(Collected data entries)

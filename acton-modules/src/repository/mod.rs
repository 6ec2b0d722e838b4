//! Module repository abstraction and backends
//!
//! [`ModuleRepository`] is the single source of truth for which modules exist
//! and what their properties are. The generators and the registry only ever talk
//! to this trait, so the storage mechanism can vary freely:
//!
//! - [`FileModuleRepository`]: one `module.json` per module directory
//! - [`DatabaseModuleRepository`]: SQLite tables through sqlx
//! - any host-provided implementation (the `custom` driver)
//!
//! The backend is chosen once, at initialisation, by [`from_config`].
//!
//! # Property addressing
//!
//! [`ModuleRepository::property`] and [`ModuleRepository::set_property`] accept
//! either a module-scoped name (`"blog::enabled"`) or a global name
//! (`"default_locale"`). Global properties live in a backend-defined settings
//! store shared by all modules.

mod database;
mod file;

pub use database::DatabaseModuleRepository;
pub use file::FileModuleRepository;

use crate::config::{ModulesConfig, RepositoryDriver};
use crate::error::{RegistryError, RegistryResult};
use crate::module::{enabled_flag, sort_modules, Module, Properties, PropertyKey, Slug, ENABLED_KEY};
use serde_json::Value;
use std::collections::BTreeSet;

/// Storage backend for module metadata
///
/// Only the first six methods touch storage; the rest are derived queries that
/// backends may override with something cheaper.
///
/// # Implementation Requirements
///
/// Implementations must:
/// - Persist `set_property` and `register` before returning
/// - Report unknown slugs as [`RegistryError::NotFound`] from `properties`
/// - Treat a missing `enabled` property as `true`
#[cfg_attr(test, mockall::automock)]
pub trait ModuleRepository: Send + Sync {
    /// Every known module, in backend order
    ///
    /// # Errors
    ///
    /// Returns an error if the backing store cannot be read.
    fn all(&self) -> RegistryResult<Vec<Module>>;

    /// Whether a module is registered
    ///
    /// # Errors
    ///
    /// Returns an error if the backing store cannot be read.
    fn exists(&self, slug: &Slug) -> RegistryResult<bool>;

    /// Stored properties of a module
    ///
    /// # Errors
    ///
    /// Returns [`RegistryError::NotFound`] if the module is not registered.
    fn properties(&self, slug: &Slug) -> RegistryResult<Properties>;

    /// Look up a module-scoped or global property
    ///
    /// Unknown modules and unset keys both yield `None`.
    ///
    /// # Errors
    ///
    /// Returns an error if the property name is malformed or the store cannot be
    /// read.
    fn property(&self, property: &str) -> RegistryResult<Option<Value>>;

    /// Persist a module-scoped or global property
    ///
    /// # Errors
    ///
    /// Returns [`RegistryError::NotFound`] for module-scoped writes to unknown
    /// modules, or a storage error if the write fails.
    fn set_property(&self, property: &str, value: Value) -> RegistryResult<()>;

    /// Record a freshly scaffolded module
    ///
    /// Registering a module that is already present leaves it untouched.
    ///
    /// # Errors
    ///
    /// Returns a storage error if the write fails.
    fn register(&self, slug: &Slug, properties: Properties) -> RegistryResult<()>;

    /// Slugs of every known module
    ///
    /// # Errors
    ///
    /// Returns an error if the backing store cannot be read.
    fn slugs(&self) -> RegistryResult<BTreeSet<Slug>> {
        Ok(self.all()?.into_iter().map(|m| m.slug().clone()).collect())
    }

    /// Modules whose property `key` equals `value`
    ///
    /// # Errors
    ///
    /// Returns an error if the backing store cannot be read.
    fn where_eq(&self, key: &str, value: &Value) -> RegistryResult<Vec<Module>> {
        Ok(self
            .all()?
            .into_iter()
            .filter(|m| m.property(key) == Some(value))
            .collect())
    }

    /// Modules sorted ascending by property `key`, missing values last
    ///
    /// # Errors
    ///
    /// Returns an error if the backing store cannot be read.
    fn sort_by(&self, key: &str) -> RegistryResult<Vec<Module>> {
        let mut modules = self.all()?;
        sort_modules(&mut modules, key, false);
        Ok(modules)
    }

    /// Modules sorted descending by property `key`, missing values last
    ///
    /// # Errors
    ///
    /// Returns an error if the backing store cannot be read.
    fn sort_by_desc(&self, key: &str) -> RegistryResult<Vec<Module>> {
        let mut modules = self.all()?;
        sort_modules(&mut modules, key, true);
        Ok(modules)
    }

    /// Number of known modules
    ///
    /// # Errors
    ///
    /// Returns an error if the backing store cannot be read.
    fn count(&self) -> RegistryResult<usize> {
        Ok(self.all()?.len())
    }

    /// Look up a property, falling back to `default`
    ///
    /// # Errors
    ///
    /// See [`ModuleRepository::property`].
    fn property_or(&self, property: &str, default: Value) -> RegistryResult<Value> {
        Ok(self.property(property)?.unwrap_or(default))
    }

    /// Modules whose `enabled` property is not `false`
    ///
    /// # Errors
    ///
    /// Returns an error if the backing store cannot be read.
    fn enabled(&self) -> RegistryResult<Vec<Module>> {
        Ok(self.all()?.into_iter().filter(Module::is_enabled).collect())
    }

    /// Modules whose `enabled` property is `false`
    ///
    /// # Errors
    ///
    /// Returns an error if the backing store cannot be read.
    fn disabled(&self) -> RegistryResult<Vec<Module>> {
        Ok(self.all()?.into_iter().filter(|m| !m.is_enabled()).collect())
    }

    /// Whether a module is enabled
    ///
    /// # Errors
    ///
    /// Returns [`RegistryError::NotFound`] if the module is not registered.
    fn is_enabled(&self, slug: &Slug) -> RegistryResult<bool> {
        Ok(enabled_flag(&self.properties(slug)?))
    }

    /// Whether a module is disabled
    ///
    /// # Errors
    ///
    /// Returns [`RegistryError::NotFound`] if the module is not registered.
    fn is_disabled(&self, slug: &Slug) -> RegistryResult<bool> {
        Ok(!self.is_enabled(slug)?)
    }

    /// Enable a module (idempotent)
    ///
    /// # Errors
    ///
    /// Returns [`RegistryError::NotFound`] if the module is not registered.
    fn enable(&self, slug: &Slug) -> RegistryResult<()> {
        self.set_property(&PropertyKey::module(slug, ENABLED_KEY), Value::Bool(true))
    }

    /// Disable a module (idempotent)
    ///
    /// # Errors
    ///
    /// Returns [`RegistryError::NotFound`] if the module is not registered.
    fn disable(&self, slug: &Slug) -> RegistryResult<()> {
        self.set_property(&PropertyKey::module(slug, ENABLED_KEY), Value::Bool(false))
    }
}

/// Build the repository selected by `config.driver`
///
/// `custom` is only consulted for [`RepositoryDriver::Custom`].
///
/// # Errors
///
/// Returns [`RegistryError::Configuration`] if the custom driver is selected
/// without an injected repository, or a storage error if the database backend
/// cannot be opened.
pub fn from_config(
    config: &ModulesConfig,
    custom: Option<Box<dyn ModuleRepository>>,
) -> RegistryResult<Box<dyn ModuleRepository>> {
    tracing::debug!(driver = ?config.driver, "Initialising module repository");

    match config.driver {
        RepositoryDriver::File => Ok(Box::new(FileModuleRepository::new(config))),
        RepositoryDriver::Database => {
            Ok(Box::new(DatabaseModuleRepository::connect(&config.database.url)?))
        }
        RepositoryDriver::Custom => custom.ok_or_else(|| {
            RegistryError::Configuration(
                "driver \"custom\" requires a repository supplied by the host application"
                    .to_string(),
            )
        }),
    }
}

TASK ITEM: An accurate, complete transcription of the records above is needed.

RESULT BELOW:
filename acton-modules/src/repository/mod.rs
repository 6ec2b0d722e838b4
//! Module repository abstraction and backends
//!
//! [`ModuleRepository`] is the single source of truth for which modules exist
//! and what their properties are. The generators and the registry only ever talk
//! to this trait, so the storage mechanism can vary freely:
//!
//! - [`FileModuleRepository`]: one `module.json` per module directory
//! - [`DatabaseModuleRepository`]: SQLite tables through sqlx
//! - any host-provided implementation (the `custom` driver)
//!
//! The backend is chosen once, at initialisation, by [`from_config`].
//!
//! # Property addressing
//!
//! [`ModuleRepository::property`] and [`ModuleRepository::set_property`] accept
//! either a module-scoped name (`"blog::enabled"`) or a global name
//! (`"default_locale"`). Global properties live in a backend-defined settings
//! store shared by all modules.

mod database;
mod file;

pub use database::DatabaseModuleRepository;
pub use file::FileModuleRepository;

use crate::config::{ModulesConfig, RepositoryDriver};
use crate::error::{RegistryError, RegistryResult};
use crate::module::{enabled_flag, sort_modules, Module, Properties, PropertyKey, Slug, ENABLED_KEY};
use serde_json::Value;
use std::collections::BTreeSet;

/// Storage backend for module metadata
///
/// Only the first six methods touch storage; the rest are derived queries that
/// backends may override with something cheaper.
///
/// # Implementation Requirements
///
/// Implementations must:
/// - Persist `set_property` and `register` before returning
/// - Report unknown slugs as [`RegistryError::NotFound`] from `properties`
/// - Treat a missing `enabled` property as `true`
#[cfg_attr(test, mockall::automock)]
pub trait ModuleRepository: Send + Sync {
    /// Every known module, in backend order
    ///
    /// # Errors
    ///
    /// Returns an error if the backing store cannot be read.
    fn all(&self) -> RegistryResult<Vec<Module>>;

    /// Whether a module is registered
    ///
    /// # Errors
    ///
    /// Returns an error if the backing store cannot be read.
    fn exists(&self, slug: &Slug) -> RegistryResult<bool>;

    /// Stored properties of a module
    ///
    /// # Errors
    ///
    /// Returns [`RegistryError::NotFound`] if the module is not registered.
    fn properties(&self, slug: &Slug) -> RegistryResult<Properties>;

    /// Look up a module-scoped or global property
    ///
    /// Unknown modules and unset keys both yield `None`.
    ///
    /// # Errors
    ///
    /// Returns an error if the property name is malformed or the store cannot be
    /// read.
    fn property(&self, property: &str) -> RegistryResult<Option<Value>>;

    /// Persist a module-scoped or global property
    ///
    /// # Errors
    ///
    /// Returns [`RegistryError::NotFound`] for module-scoped writes to unknown
    /// modules, or a storage error if the write fails.
    fn set_property(&self, property: &str, value: Value) -> RegistryResult<()>;

    /// Record a freshly scaffolded module
    ///
    /// Registering a module that is already present leaves it untouched.
    ///
    /// # Errors
    ///
    /// Returns a storage error if the write fails.
    fn register(&self, slug: &Slug, properties: Properties) -> RegistryResult<()>;

    /// Slugs of every known module
    ///
    /// # Errors
    ///
    /// Returns an error if the backing store cannot be read.
    fn slugs(&self) -> RegistryResult<BTreeSet<Slug>> {
        Ok(self.all()?.into_iter().map(|m| m.slug().clone()).collect())
    }

    /// Modules whose property `key` equals `value`
    ///
    /// # Errors
    ///
    /// Returns an error if the backing store cannot be read.
    fn where_eq(&self, key: &str, value: &Value) -> RegistryResult<Vec<Module>> {
        Ok(self
            .all()?
            .into_iter()
            .filter(|m| m.property(key) == Some(value))
            .collect())
    }

    /// Modules sorted ascending by property `key`, missing values last
    ///
    /// # Errors
    ///
    /// Returns an error if the backing store cannot be read.
    fn sort_by(&self, key: &str) -> RegistryResult<Vec<Module>> {
        let mut modules = self.all()?;
        sort_modules(&mut modules, key, false);
        Ok(modules)
    }

    /// Modules sorted descending by property `key`, missing values last
    ///
    /// # Errors
    ///
    /// Returns an error if the backing store cannot be read.
    fn sort_by_desc(&self, key: &str) -> RegistryResult<Vec<Module>> {
        let mut modules = self.all()?;
        sort_modules(&mut modules, key, true);
        Ok(modules)
    }

    /// Number of known modules
    ///
    /// # Errors
    ///
    /// Returns an error if the backing store cannot be read.
    fn count(&self) -> RegistryResult<usize> {
        Ok(self.all()?.len())
    }

    /// Look up a property, falling back to `default`
    ///
    /// # Errors
    ///
    /// See [`ModuleRepository::property`].
    fn property_or(&self, property: &str, default: Value) -> RegistryResult<Value> {
        Ok(self.property(property)?.unwrap_or(default))
    }

    /// Modules whose `enabled` property is not `false`
    ///
    /// # Errors
    ///
    /// Returns an error if the backing store cannot be read.
    fn enabled(&self) -> RegistryResult<Vec<Module>> {
        Ok(self.all()?.into_iter().filter(Module::is_enabled).collect())
    }

    /// Modules whose `enabled` property is `false`
    ///
    /// # Errors
    ///
    /// Returns an error if the backing store cannot be read.
    fn disabled(&self) -> RegistryResult<Vec<Module>> {
        Ok(self.all()?.into_iter().filter(|m| !m.is_enabled()).collect())
    }

    /// Whether a module is enabled
    ///
    /// # Errors
    ///
    /// Returns [`RegistryError::NotFound`] if the module is not registered.
    fn is_enabled(&self, slug: &Slug) -> RegistryResult<bool> {
        Ok(enabled_flag(&self.properties(slug)?))
    }

    /// Whether a module is disabled
    ///
    /// # Errors
    ///
    /// Returns [`RegistryError::NotFound`] if the module is not registered.
    fn is_disabled(&self, slug: &Slug) -> RegistryResult<bool> {
        Ok(!self.is_enabled(slug)?)
    }

    /// Enable a module (idempotent)
    ///
    /// # Errors
    ///
    /// Returns [`RegistryError::NotFound`] if the module is not registered.
    fn enable(&self, slug: &Slug) -> RegistryResult<()> {
        self.set_property(&PropertyKey::module(slug, ENABLED_KEY), Value::Bool(true))
    }

    /// Disable a module (idempotent)
    ///
    /// # Errors
    ///
    /// Returns [`RegistryError::NotFound`] if the module is not registered.
    fn disable(&self, slug: &Slug) -> RegistryResult<()> {
        self.set_property(&PropertyKey::module(slug, ENABLED_KEY), Value::Bool(false))
    }
}

/// Build the repository selected by `config.driver`
///
/// `custom` is only consulted for [`RepositoryDriver::Custom`].
///
/// # Errors
///
/// Returns [`RegistryError::Configuration`] if the custom driver is selected
/// without an injected repository, or a storage error if the database backend
/// cannot be opened.
pub fn from_config(
    config: &ModulesConfig,
    custom: Option<Box<dyn ModuleRepository>>,
) -> RegistryResult<Box<dyn ModuleRepository>> {
    tracing::debug!(driver = ?config.driver, "Initialising module repository");

    match config.driver {
        RepositoryDriver::File => Ok(Box::new(FileModuleRepository::new(config))),
        RepositoryDriver::Database => {
            Ok(Box::new(DatabaseModuleRepository::connect(&config.database.url)?))
        }
        RepositoryDriver::Custom => custom.ok_or_else(|| {
            RegistryError::Configuration(
                "driver \"custom\" requires a repository supplied by the host application"
                    .to_string(),
            )
        }),
    }
}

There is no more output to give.